Learning to be selfless
The feeling you get to give everything you have to protect your first child will now be something similar that the child feels when he sees his baby sibling for the first time.
Learning about sharing
When there is another kid at home the child will learn to share a cake or divide TV time. This will come handy when they start going to school.
Resolving problems
Yes, they do fight a lot. We might hate the screams and the noise, but at last it presents the kids a chance to work out things than to sit angrily.
Teamwork
When given a long list of tasks, they learn it’s easier to complete when its split up between them. More the merrier.
Learn from or teach your sibling
There are many things your younger child will learn from the older sibling. Additionally, the elder one will also learn a lot of patience.
Turn to sibling for guidance
As they mature, they tend to reach out to the sibling than to you. It gives them the feeling that, n they have someone to turn to for guidance.
Celebrate with sibling
From a big birthday to graduation or a walk down the aisle, siblings stand by each other’s side through all of life’s treasured moments.
When time gets time, a shoulder to lean on
A bad grade. A broken heart. A wound. No matter the problem, siblings will be there to shoulder each other’s tears.
Growing old with them
Family is forever when friends come and go. Your child will have a blood connection even after you’ve passed away and having a sibling is a surety.
If you still are in doubt regarding the decision, think honestly and ask yourself the below questions.
How Does My Spouse Feel About Having Another Child?
How Will My Child Handle Having a Little Brother or Sister?
Can We Afford to Have Another Baby?
Can We Accommodate Another Child?
How Will Having Another Child Change Our Family?
What’s My Primary Reason for Wanting to Have Another Baby?
From Pregnancy to Middle of the Night Feedings, Am I Ready to Do It All Over Again?
How Will I Feel If I Don’t Have Another Baby?
Do I Really Want to Have Another Child?
Do keep in mind that the gap between kids matters. Just because the man and woman aren’t ready for kids now, doesn’t mean that they might not decide to have any more in the future. It takes a lot of factors into consideration. Especially, mom’s own health. Some might not be fit to have another baby for a year or so after childbirth (which is why doctors advise a minimum of a year before conception again.) The body needs time to recoup and is not a baby pooping machine.

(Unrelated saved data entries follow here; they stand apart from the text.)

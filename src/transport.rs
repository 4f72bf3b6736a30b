use std::os::unix::prelude::RawFd;

use nix::sys::socket::SockProtocol;

use crate::batch::Batch;
use crate::error::QueryError;
use crate::query::open_socket;
use crate::{Chain, MsgType, Rule, Table};

/// Stages nf_tables objects and applies them to the kernel in one transaction.
///
/// Nothing reaches the kernel before [`commit`](RulesetTransport::commit), and a failed commit
/// leaves the kernel ruleset as it was. Either way the staged objects are discarded.
pub trait RulesetTransport {
    /// Stages the removal of every table of every family.
    fn flush_ruleset(&mut self);

    fn add_table(&mut self, table: &Table);

    fn add_chain(&mut self, chain: &Chain);

    /// Stages a rule, appended after the rules already in its chain.
    fn add_rule(&mut self, rule: &Rule);

    fn commit(&mut self) -> Result<(), QueryError>;
}

/// [`RulesetTransport`] over a `NETLINK_NETFILTER` socket: the staged objects form one nfnetlink
/// batch.
#[derive(Debug)]
pub struct NetlinkTransport {
    sock: RawFd,
    batch: Batch,
}

impl NetlinkTransport {
    pub fn connect() -> Result<Self, QueryError> {
        let sock = open_socket(SockProtocol::NetlinkNetFilter)?;
        debug!("Opened nfnetlink socket {}", sock);
        Ok(NetlinkTransport {
            sock,
            batch: Batch::new(),
        })
    }
}

impl RulesetTransport for NetlinkTransport {
    fn flush_ruleset(&mut self) {
        self.batch.add(&Table::whole_ruleset(), MsgType::Del);
    }

    fn add_table(&mut self, table: &Table) {
        self.batch.add(table, MsgType::Add);
    }

    fn add_chain(&mut self, chain: &Chain) {
        self.batch.add(chain, MsgType::Add);
    }

    fn add_rule(&mut self, rule: &Rule) {
        self.batch.add(rule, MsgType::Add);
    }

    fn commit(&mut self) -> Result<(), QueryError> {
        let batch = std::mem::replace(&mut self.batch, Batch::new());
        batch.finalize().send_on(self.sock)
    }
}

impl Drop for NetlinkTransport {
    fn drop(&mut self) {
        if let Err(e) = nix::unistd::close(self.sock) {
            warn!("Couldn't close the nfnetlink socket: {}", e);
        }
    }
}
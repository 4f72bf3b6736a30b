use super::{Expression, ExpressionData, Register};
use crate::create_wrapper_type;
use crate::error::BuilderError;
use crate::sys;

create_wrapper_type!(
    nested : Bitwise,
    [
        (get_sreg, set_sreg, with_sreg, sys::NFTA_BITWISE_SREG, sreg, Register),
        (get_dreg, set_dreg, with_dreg, sys::NFTA_BITWISE_DREG, dreg, Register),
        (get_len, set_len, with_len, sys::NFTA_BITWISE_LEN, len, u32),
        (get_mask, set_mask, with_mask, sys::NFTA_BITWISE_MASK, mask, ExpressionData),
        (get_xor, set_xor, with_xor, sys::NFTA_BITWISE_XOR, xor, ExpressionData),
    ]
);

impl Expression for Bitwise {
    fn get_name() -> &'static str {
        "bitwise"
    }
}

impl Bitwise {
    /// Returns a new `Bitwise` instance that first masks the value it's applied to with `mask` and
    /// then performs xor with the value in `xor`
    pub fn new(mask: impl Into<Vec<u8>>, xor: impl Into<Vec<u8>>) -> Result<Self, BuilderError> {
        let mask = mask.into();
        let xor = xor.into();
        if mask.len() != xor.len() {
            return Err(BuilderError::IncompatibleLength);
        }
        Ok(Bitwise::default()
            .with_sreg(Register::Reg1)
            .with_dreg(Register::Reg1)
            .with_len(mask.len() as u32)
            .with_xor(ExpressionData::default().with_value(xor))
            .with_mask(ExpressionData::default().with_value(mask)))
    }
}
use std::fmt::Debug;

use crate::nlmsg::NfNetlinkAttribute;
use crate::sys::{NFT_REG_1, NFT_REG_2, NFT_REG_3, NFT_REG_4, NFT_REG_VERDICT};

/// A netfilter data register. The expressions store and read data to and from these when
/// evaluating rule statements.
#[derive(Debug, Copy, Clone, Eq, PartialEq, Hash)]
#[repr(u32)]
pub enum Register {
    Verdict = NFT_REG_VERDICT,
    Reg1 = NFT_REG_1,
    Reg2 = NFT_REG_2,
    Reg3 = NFT_REG_3,
    Reg4 = NFT_REG_4,
}

impl NfNetlinkAttribute for Register {
    fn get_size(&self) -> usize {
        (*self as u32).get_size()
    }

    fn write_payload(&self, buf: &mut [u8]) {
        (*self as u32).write_payload(buf);
    }
}
use serde::{Deserialize, Serialize};

use crate::create_wrapper_type;
use crate::nlmsg::NfNetlinkAttribute;
use crate::sys::{
    NFTA_VERDICT_CHAIN, NFTA_VERDICT_CODE, NFT_BREAK, NFT_CONTINUE, NFT_GOTO, NFT_JUMP,
    NFT_RETURN, NF_ACCEPT, NF_DROP, NF_QUEUE,
};

#[derive(Debug, Copy, Clone, Eq, PartialEq, Hash)]
#[repr(i32)]
pub enum VerdictType {
    Drop = NF_DROP,
    Accept = NF_ACCEPT,
    Queue = NF_QUEUE,
    Continue = NFT_CONTINUE,
    Break = NFT_BREAK,
    Jump = NFT_JUMP,
    Goto = NFT_GOTO,
    Return = NFT_RETURN,
}

impl NfNetlinkAttribute for VerdictType {
    fn get_size(&self) -> usize {
        (*self as i32).get_size()
    }

    fn write_payload(&self, buf: &mut [u8]) {
        (*self as i32).write_payload(buf);
    }
}

create_wrapper_type!(
    nested : Verdict,
    [
        (get_code, set_code, with_code, NFTA_VERDICT_CODE, code, VerdictType),
        (get_chain, set_chain, with_chain, NFTA_VERDICT_CHAIN, chain, String),
    ]
);

/// The action applied to a packet matched by a rule.
#[derive(Debug, Clone, Eq, PartialEq, Hash, Serialize, Deserialize)]
#[serde(rename_all = "lowercase")]
pub enum VerdictKind {
    /// Silently drop the packet.
    Drop,
    /// Accept the packet and let it pass.
    Accept,
    Queue,
    Continue,
    Break,
    Jump {
        chain: String,
    },
    Goto {
        chain: String,
    },
    Return,
}
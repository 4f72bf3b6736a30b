//! The subset of the kernel netlink, nfnetlink, nf_tables and rtnetlink constants used by this
//! crate. Values mirror `linux/netlink.h`, `linux/netfilter/nfnetlink.h`,
//! `linux/netfilter/nf_tables.h`, `linux/netfilter.h` and `linux/rtnetlink.h`.
//!
//! Attribute identifiers are `u16` (the width of `nla_type`), enumerated values carried inside
//! attributes are `u32`/`i32` as the kernel declares them.

#![allow(dead_code)]

pub use libc::nlmsghdr;

pub const NLMSG_ALIGNTO: usize = 4;

pub const NLMSG_NOOP: u16 = 0x1;
pub const NLMSG_ERROR: u16 = 0x2;
pub const NLMSG_DONE: u16 = 0x3;
pub const NLMSG_OVERRUN: u16 = 0x4;
pub const NLMSG_MIN_TYPE: u16 = 0x10;

pub const NLM_F_REQUEST: u16 = 0x1;
pub const NLM_F_MULTI: u16 = 0x2;
pub const NLM_F_ACK: u16 = 0x4;
pub const NLM_F_ECHO: u16 = 0x8;
pub const NLM_F_DUMP_INTR: u16 = 0x10;

pub const NLM_F_CREATE: u16 = 0x400;
pub const NLM_F_APPEND: u16 = 0x800;

pub const NLA_F_NESTED: u16 = 1 << 15;
pub const NLA_F_NET_BYTEORDER: u16 = 1 << 14;
pub const NLA_TYPE_MASK: u16 = !(NLA_F_NESTED | NLA_F_NET_BYTEORDER);

// nfnetlink
pub const NFNETLINK_V0: u8 = 0;
pub const NFNL_SUBSYS_NFTABLES: u16 = 10;
pub const NFNL_MSG_BATCH_BEGIN: u16 = NLMSG_MIN_TYPE;
pub const NFNL_MSG_BATCH_END: u16 = NLMSG_MIN_TYPE + 1;

// protocol families
pub const NFPROTO_UNSPEC: u8 = 0;
pub const NFPROTO_INET: u8 = 1;
pub const NFPROTO_IPV4: u8 = 2;
pub const NFPROTO_ARP: u8 = 3;
pub const NFPROTO_NETDEV: u8 = 5;
pub const NFPROTO_BRIDGE: u8 = 7;
pub const NFPROTO_IPV6: u8 = 10;

// netfilter hooks
pub const NF_INET_PRE_ROUTING: u32 = 0;
pub const NF_INET_LOCAL_IN: u32 = 1;
pub const NF_INET_FORWARD: u32 = 2;
pub const NF_INET_LOCAL_OUT: u32 = 3;
pub const NF_INET_POST_ROUTING: u32 = 4;

// verdicts
pub const NF_DROP: i32 = 0;
pub const NF_ACCEPT: i32 = 1;
pub const NF_QUEUE: i32 = 3;
pub const NFT_CONTINUE: i32 = -1;
pub const NFT_BREAK: i32 = -2;
pub const NFT_JUMP: i32 = -3;
pub const NFT_GOTO: i32 = -4;
pub const NFT_RETURN: i32 = -5;

pub const NFT_NAME_MAXLEN: usize = 256;
pub const IFNAMSIZ: usize = 16;

// nf_tables message types
pub const NFT_MSG_NEWTABLE: u16 = 0;
pub const NFT_MSG_GETTABLE: u16 = 1;
pub const NFT_MSG_DELTABLE: u16 = 2;
pub const NFT_MSG_NEWCHAIN: u16 = 3;
pub const NFT_MSG_GETCHAIN: u16 = 4;
pub const NFT_MSG_DELCHAIN: u16 = 5;
pub const NFT_MSG_NEWRULE: u16 = 6;
pub const NFT_MSG_GETRULE: u16 = 7;
pub const NFT_MSG_DELRULE: u16 = 8;

pub const NFTA_TABLE_NAME: u16 = 1;
pub const NFTA_TABLE_FLAGS: u16 = 2;

pub const NFTA_CHAIN_TABLE: u16 = 1;
pub const NFTA_CHAIN_HANDLE: u16 = 2;
pub const NFTA_CHAIN_NAME: u16 = 3;
pub const NFTA_CHAIN_HOOK: u16 = 4;
pub const NFTA_CHAIN_POLICY: u16 = 5;
pub const NFTA_CHAIN_TYPE: u16 = 7;

pub const NFTA_HOOK_HOOKNUM: u16 = 1;
pub const NFTA_HOOK_PRIORITY: u16 = 2;

pub const NFTA_RULE_TABLE: u16 = 1;
pub const NFTA_RULE_CHAIN: u16 = 2;
pub const NFTA_RULE_HANDLE: u16 = 3;
pub const NFTA_RULE_EXPRESSIONS: u16 = 4;

pub const NFTA_LIST_ELEM: u16 = 1;

pub const NFTA_EXPR_NAME: u16 = 1;
pub const NFTA_EXPR_DATA: u16 = 2;

pub const NFTA_DATA_VALUE: u16 = 1;
pub const NFTA_DATA_VERDICT: u16 = 2;

pub const NFTA_VERDICT_CODE: u16 = 1;
pub const NFTA_VERDICT_CHAIN: u16 = 2;

pub const NFTA_IMMEDIATE_DREG: u16 = 1;
pub const NFTA_IMMEDIATE_DATA: u16 = 2;

pub const NFTA_META_DREG: u16 = 1;
pub const NFTA_META_KEY: u16 = 2;
pub const NFTA_META_SREG: u16 = 3;

pub const NFT_META_LEN: u32 = 0;
pub const NFT_META_PROTOCOL: u32 = 1;
pub const NFT_META_PRIORITY: u32 = 2;
pub const NFT_META_MARK: u32 = 3;
pub const NFT_META_IIF: u32 = 4;
pub const NFT_META_OIF: u32 = 5;
pub const NFT_META_IIFNAME: u32 = 6;
pub const NFT_META_OIFNAME: u32 = 7;
pub const NFT_META_NFPROTO: u32 = 15;
pub const NFT_META_L4PROTO: u32 = 16;

pub const NFTA_CMP_SREG: u16 = 1;
pub const NFTA_CMP_OP: u16 = 2;
pub const NFTA_CMP_DATA: u16 = 3;

pub const NFT_CMP_EQ: u32 = 0;
pub const NFT_CMP_NEQ: u32 = 1;
pub const NFT_CMP_LT: u32 = 2;
pub const NFT_CMP_LTE: u32 = 3;
pub const NFT_CMP_GT: u32 = 4;
pub const NFT_CMP_GTE: u32 = 5;

pub const NFTA_PAYLOAD_DREG: u16 = 1;
pub const NFTA_PAYLOAD_BASE: u16 = 2;
pub const NFTA_PAYLOAD_OFFSET: u16 = 3;
pub const NFTA_PAYLOAD_LEN: u16 = 4;

pub const NFT_PAYLOAD_LL_HEADER: u32 = 0;
pub const NFT_PAYLOAD_NETWORK_HEADER: u32 = 1;
pub const NFT_PAYLOAD_TRANSPORT_HEADER: u32 = 2;

pub const NFTA_CT_DREG: u16 = 1;
pub const NFTA_CT_KEY: u16 = 2;
pub const NFTA_CT_DIRECTION: u16 = 3;

pub const NFT_CT_STATE: u32 = 0;
pub const NFT_CT_DIRECTION: u32 = 1;
pub const NFT_CT_STATUS: u32 = 2;
pub const NFT_CT_MARK: u32 = 3;

pub const NFTA_BITWISE_SREG: u16 = 1;
pub const NFTA_BITWISE_DREG: u16 = 2;
pub const NFTA_BITWISE_LEN: u16 = 3;
pub const NFTA_BITWISE_MASK: u16 = 4;
pub const NFTA_BITWISE_XOR: u16 = 5;

pub const NFT_REG_VERDICT: u32 = 0;
pub const NFT_REG_1: u32 = 1;
pub const NFT_REG_2: u32 = 2;
pub const NFT_REG_3: u32 = 3;
pub const NFT_REG_4: u32 = 4;

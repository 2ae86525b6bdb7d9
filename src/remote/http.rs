use crate::config::Config;

/// Media type pinning the v3 REST representation.
pub const ACCEPT_GITHUB_V3: &str = "application/vnd.github.v3+json";
const USER_AGENT: &str = concat!("usage-chart/", env!("CARGO_PKG_VERSION"));

/// Build the blocking HTTP client shared by every page request.
///
/// Transport default timeouts are left untouched.
///
/// # Errors
///
/// Returns an error if the client cannot be constructed (e.g., invalid TLS config).
pub fn build_client() -> anyhow::Result<reqwest::blocking::Client> {
    reqwest::blocking::Client::builder()
        .user_agent(USER_AGENT)
        .build()
        .map_err(|e| anyhow::anyhow!("could not build HTTP client: {e}"))
}

/// Send an authenticated `GET` to `url` and return the successful response.
///
/// # Errors
///
/// Returns an error if the server is unreachable or returns a non-success status.
pub fn authed_get(
    client: &reqwest::blocking::Client,
    url: &str,
    config: &Config,
) -> anyhow::Result<reqwest::blocking::Response> {
    let resp = client
        .get(url)
        .bearer_auth(&config.token)
        .header(reqwest::header::ACCEPT, ACCEPT_GITHUB_V3)
        .send()
        .map_err(|e| anyhow::anyhow!("could not reach {url}: {e}"))?;
    let what = format!("{}#{}", config.repo_slug(), config.issue);
    super::require_success(resp, &what)
}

Also considering few moms who may have health, meaning they won’t be able to have any babies in the future. This is a driving factor to conceive right away. We do have the surprise factor- TADA “accidental pregnancies”. As such, spacing between kids is a deeply personal thing that mom and dad should talk about as soon as they decide to have kids.
But the bottom line is an honest answer for the question “Do you want to have another baby?”
A ticking fertility clock, Peer Pressure, trying to save your marriage, boredom may influence you into thinking you want to have a baby. Shred away any outside influences and give yourself a intuitive check. Do you want to have another child?
Note that, there is no right or wrong answer. This is not a contest. Each family is unique. The magical decision to raise one child or a house full of kids is what’s right for you and your family.